El cerebelo es el centro neurálgico del cerebro y su función es controlar las habilidades motoras. Por ello, trastornos cerebelosos causan anomalías en la amplitud, velocidad y potencia de movimiento.

¿Cuál es el tratamiento de la acatisia?

  • Las dosis más bajas de neurolépticos  o la suspensión de los mismos son el tratamiento habitual. Si, a pesar de la interrupción del tratamiento no es notable la mejoría, existen otros tratamientos que se utilizan comúnmente dos tipos de fármacos, anticolinérgicos y antiadrenérgico:
    • La clonidina (agonista alfa-2).
    • Los anticolinérgicos (trihexifenidilo).
    • Propranolol, benzodiazepinas o amantadina.
  • Establecer una buena higiene del sueño. La fatiga suele empeorar los síntomas de la acatisia, por lo que es importante practicar unos buenos hábitos del sueño. Idealmente, implica tener un ambiente fresco, tranquilo y cómodo para dormir, ir a la cama al mismo tiempo, y dormir lo suficiente para sentirse bien descansado. Algunas personas con acatisia encuentran que ir a la cama más tarde ayuda a dormir lo suficiente.
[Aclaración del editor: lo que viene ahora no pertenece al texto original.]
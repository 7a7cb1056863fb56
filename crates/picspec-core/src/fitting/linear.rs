//! Ordinary least-squares straight line `y = slope * x + intercept`.

use serde::{Deserialize, Serialize};

#[derive(Debug, Clone, Copy, PartialEq, Serialize, Deserialize)]
pub struct LineFit {
    pub slope: f64,
    pub intercept: f64,
}

impl LineFit {
    pub fn eval(&self, x: f64) -> f64 {
        self.slope * x + self.intercept
    }
}

/// Closed-form least squares. `None` with fewer than two points, when all
/// `x` coincide, or when the input is not finite.
pub fn fit_line(x: &[f64], y: &[f64]) -> Option<LineFit> {
    assert_eq!(x.len(), y.len(), "x and y must have the same length");
    let n = x.len();
    if n < 2 {
        return None;
    }

    let nf = n as f64;
    let mean_x = x.iter().sum::<f64>() / nf;
    let mean_y = y.iter().sum::<f64>() / nf;
    let (sxx, sxy) = x.iter().zip(y).fold((0.0, 0.0), |(sxx, sxy), (&xi, &yi)| {
        let dx = xi - mean_x;
        (sxx + dx * dx, sxy + dx * (yi - mean_y))
    });

    if !(sxx > 0.0) || !sxy.is_finite() {
        return None;
    }
    let slope = sxy / sxx;
    Some(LineFit {
        slope,
        intercept: mean_y - slope * mean_x,
    })
}

#[cfg(test)]
mod tests {
    use super::*;
    use approx::assert_relative_eq;

    #[test]
    fn test_exact_line() {
        let x = [0.0, 1.0, 2.0, 3.0];
        let y: Vec<f64> = x.iter().map(|v| -2.5 * v + 4.0).collect();
        let fit = fit_line(&x, &y).unwrap();
        assert_relative_eq!(fit.slope, -2.5, epsilon = 1e-12);
        assert_relative_eq!(fit.intercept, 4.0, epsilon = 1e-12);
        assert_relative_eq!(fit.eval(10.0), -21.0, epsilon = 1e-12);
    }

    #[test]
    fn test_degenerate() {
        assert!(fit_line(&[1.0], &[1.0]).is_none());
        assert!(fit_line(&[2.0, 2.0], &[1.0, 3.0]).is_none());
        assert!(fit_line(&[1.0, f64::NAN], &[1.0, 3.0]).is_none());
    }
}
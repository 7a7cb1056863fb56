//! # picspec I/O
//!
//! Decoders for the files a PIC run leaves behind. This crate provides:
//!
//! - **Particle dumps** ([`formats::particle`]) — boilerplate, versioned
//!   header and fixed-size particle records written per MPI rank.
//! - **Velocity distributions** ([`formats::vdist`]) — precomputed 2D/1D
//!   velocity-space histograms produced by the external spectrum tool.
//! - **Energy spectra** ([`formats::spectrum`]) — four-column text tables of
//!   linear and logarithmic energy bins.
//! - **Layout schemas** ([`formats::schema`]) — the single source of byte
//!   offsets for every fixed binary block.
//! - **Tool configuration** ([`tool_config`]) — the key/value file consumed
//!   by the external spectrum executable.

pub mod formats;
pub mod tool_config;

pub use formats::{DecodeError, Species};
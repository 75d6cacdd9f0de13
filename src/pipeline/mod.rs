// src/pipeline/mod.rs

pub mod metrics;
pub mod orchestrator;

pub use metrics::{MetricsSummary, PipelineMetrics};
pub use orchestrator::{PipelineOrchestrator, PipelineOutput};
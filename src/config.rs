use crate::error::AnalysisError;
use crate::types::Config;
use anyhow::{Context, Result};
use std::fs;
use std::path::Path;
use tracing::info;

impl Config {
    pub fn load(path: impl AsRef<Path>) -> Result<Self> {
        let path = path.as_ref();
        let contents = fs::read_to_string(path)
            .with_context(|| format!("Failed to read config {}", path.display()))?;
        let config: Config = serde_yaml::from_str(&contents)
            .with_context(|| format!("Failed to parse config {}", path.display()))?;
        config.validate()?;
        Ok(config)
    }

    /// Load `path` if it exists, otherwise fall back to built-in defaults.
    pub fn load_or_default(path: impl AsRef<Path>) -> Result<Self> {
        let path = path.as_ref();
        if path.exists() {
            Self::load(path)
        } else {
            info!("No config at {}, using defaults", path.display());
            Ok(Self::default())
        }
    }

    pub fn validate(&self) -> Result<(), AnalysisError> {
        if !(self.cleaning.max_velocity.is_finite() && self.cleaning.max_velocity > 0.0) {
            return Err(AnalysisError::InvalidConfig(format!(
                "cleaning.max_velocity must be > 0, got {}",
                self.cleaning.max_velocity
            )));
        }
        if self.cycles.min_cycle_duration == 0 {
            return Err(AnalysisError::InvalidConfig(
                "cycles.min_cycle_duration must be >= 1".to_string(),
            ));
        }
        let non_negative = [
            ("cycles.prominence", self.cycles.prominence),
            ("contact.threshold_k", self.contact.threshold_k),
            ("contact.dominant_hand_delta", self.contact.dominant_hand_delta),
        ];
        for (name, value) in non_negative {
            if !(value.is_finite() && value >= 0.0) {
                return Err(AnalysisError::InvalidConfig(format!(
                    "{} must be >= 0, got {}",
                    name, value
                )));
            }
        }
        Ok(())
    }
}
// src/frame_source.rs
//
// Session files on disk: discovery, loading, and report output.

use crate::pipeline::{MetricsSummary, PipelineOutput};
use crate::types::{FrameStream, SessionSummary};
use anyhow::{Context, Result};
use chrono::{DateTime, Utc};
use serde::{Deserialize, Serialize};
use std::fs;
use std::path::{Path, PathBuf};
use tracing::info;
use walkdir::WalkDir;

const STREAM_EXTENSIONS: [&str; 2] = ["json", "JSON"];
const REPORT_SUFFIX: &str = "_summary.json";

/// Everything written for one processed session.
#[derive(Debug, Clone, Serialize, Deserialize)]
pub struct SessionReport {
    pub source: String,
    pub generated_at: DateTime<Utc>,
    pub fps: f64,
    pub metrics: MetricsSummary,
    pub summary: SessionSummary,
}

impl SessionReport {
    pub fn new(source: &Path, fps: f64, output: PipelineOutput) -> Self {
        Self {
            source: source.display().to_string(),
            generated_at: Utc::now(),
            fps,
            metrics: output.metrics,
            summary: output.summary,
        }
    }
}

/// Frame stream files under `root` (or `root` itself if it is a file),
/// sorted by path. Previously written reports are skipped.
pub fn find_stream_files(root: impl AsRef<Path>) -> Result<Vec<PathBuf>> {
    let root = root.as_ref();
    if root.is_file() {
        return Ok(vec![root.to_path_buf()]);
    }
    if !root.exists() {
        anyhow::bail!("Input path does not exist: {}", root.display());
    }

    let mut files: Vec<PathBuf> = WalkDir::new(root)
        .follow_links(true)
        .into_iter()
        .filter_map(|e| e.ok())
        .map(|e| e.into_path())
        .filter(|p| p.is_file())
        .filter(|p| {
            p.extension()
                .and_then(|ext| ext.to_str())
                .map_or(false, |ext| STREAM_EXTENSIONS.contains(&ext))
        })
        .filter(|p| {
            !p.file_name()
                .and_then(|n| n.to_str())
                .map_or(false, |n| n.ends_with(REPORT_SUFFIX))
        })
        .collect();
    files.sort();

    info!("Found {} frame stream file(s)", files.len());
    Ok(files)
}

pub fn load_stream(path: impl AsRef<Path>) -> Result<FrameStream> {
    let path = path.as_ref();
    let contents = fs::read_to_string(path)
        .with_context(|| format!("Failed to read frame stream {}", path.display()))?;
    let stream: FrameStream = serde_json::from_str(&contents)
        .with_context(|| format!("Failed to parse frame stream {}", path.display()))?;
    info!(
        "Loaded {} frames @ {:.1} FPS from {}",
        stream.frames.len(),
        stream.fps,
        path.display()
    );
    Ok(stream)
}

/// Output path for the report of `source` inside `output_dir`. The
/// subdirectory of `source` below `input_root` is mirrored so sessions with
/// the same file name in different folders get distinct reports.
pub fn report_path(output_dir: impl AsRef<Path>, input_root: &Path, source: &Path) -> PathBuf {
    let subdir = source
        .strip_prefix(input_root)
        .ok()
        .and_then(Path::parent)
        .unwrap_or_else(|| Path::new(""));
    let stem = source
        .file_stem()
        .and_then(|s| s.to_str())
        .unwrap_or("session");
    output_dir
        .as_ref()
        .join(subdir)
        .join(format!("{}{}", stem, REPORT_SUFFIX))
}

pub fn write_report(
    output_dir: impl AsRef<Path>,
    input_root: &Path,
    report: &SessionReport,
) -> Result<PathBuf> {
    let path = report_path(output_dir, input_root, Path::new(&report.source));
    if let Some(dir) = path.parent() {
        fs::create_dir_all(dir).with_context(|| format!("Failed to create {}", dir.display()))?;
    }

    let json = serde_json::to_string_pretty(report).context("Failed to serialize report")?;
    fs::write(&path, json).with_context(|| format!("Failed to write {}", path.display()))?;

    info!("Report written: {}", path.display());
    Ok(path)
}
  • Hacer ejercicio. De forma moderada, el ejercicio regular puede aliviar los síntomas de la acatisia, pero la exageración en el gimnasio o hacer ejercicio demasiado tarde en el día puede intensificar los síntomas. Una correcta realización de ejercicio físico ayudará a relajar los músculos y a reducir el estrés asociado con la acatisia.
  • Evitar la cafeína. A veces, reduciendo el consumo de cafeína puede ayudar a las piernas inquietas. Vale la pena tratar de evitar los productos que contienen cafeína, como el chocolate y las bebidas con cafeína, como el café, té y refrescos, para un par de semanas para ver si esto ayuda.
  • Facilitar un entorno seguro de deambulación. Eliminar barreras arquitectónicas que impidan el vagabundeo, como muebles o sillas en los pasillos, creando un ambiente seguro. El ambiente ha de ser agradable y por ello deberá controlar aspectos como la luz y el ruido estridente para minimizar los efectos adversos.
  • No prestar atención a las caminatas, reforzar actividades alternativas.
  • Mantener rutinas y orden. Las rutinas diarias y un ambiente ordenado ayudan a la persona a estar orientada y producen sentimientos de seguridad y protección.
  • Proteger el entorno con cerraduras y sistemas de seguridad.
  • Identificación del paciente. Se debe asegurar de que el paciente que deambula lleva siempre una identificación correcta y datos para ayudarnos a localizarlo en caso de pérdida, donde se especifique que sufre un trastorno de memoria.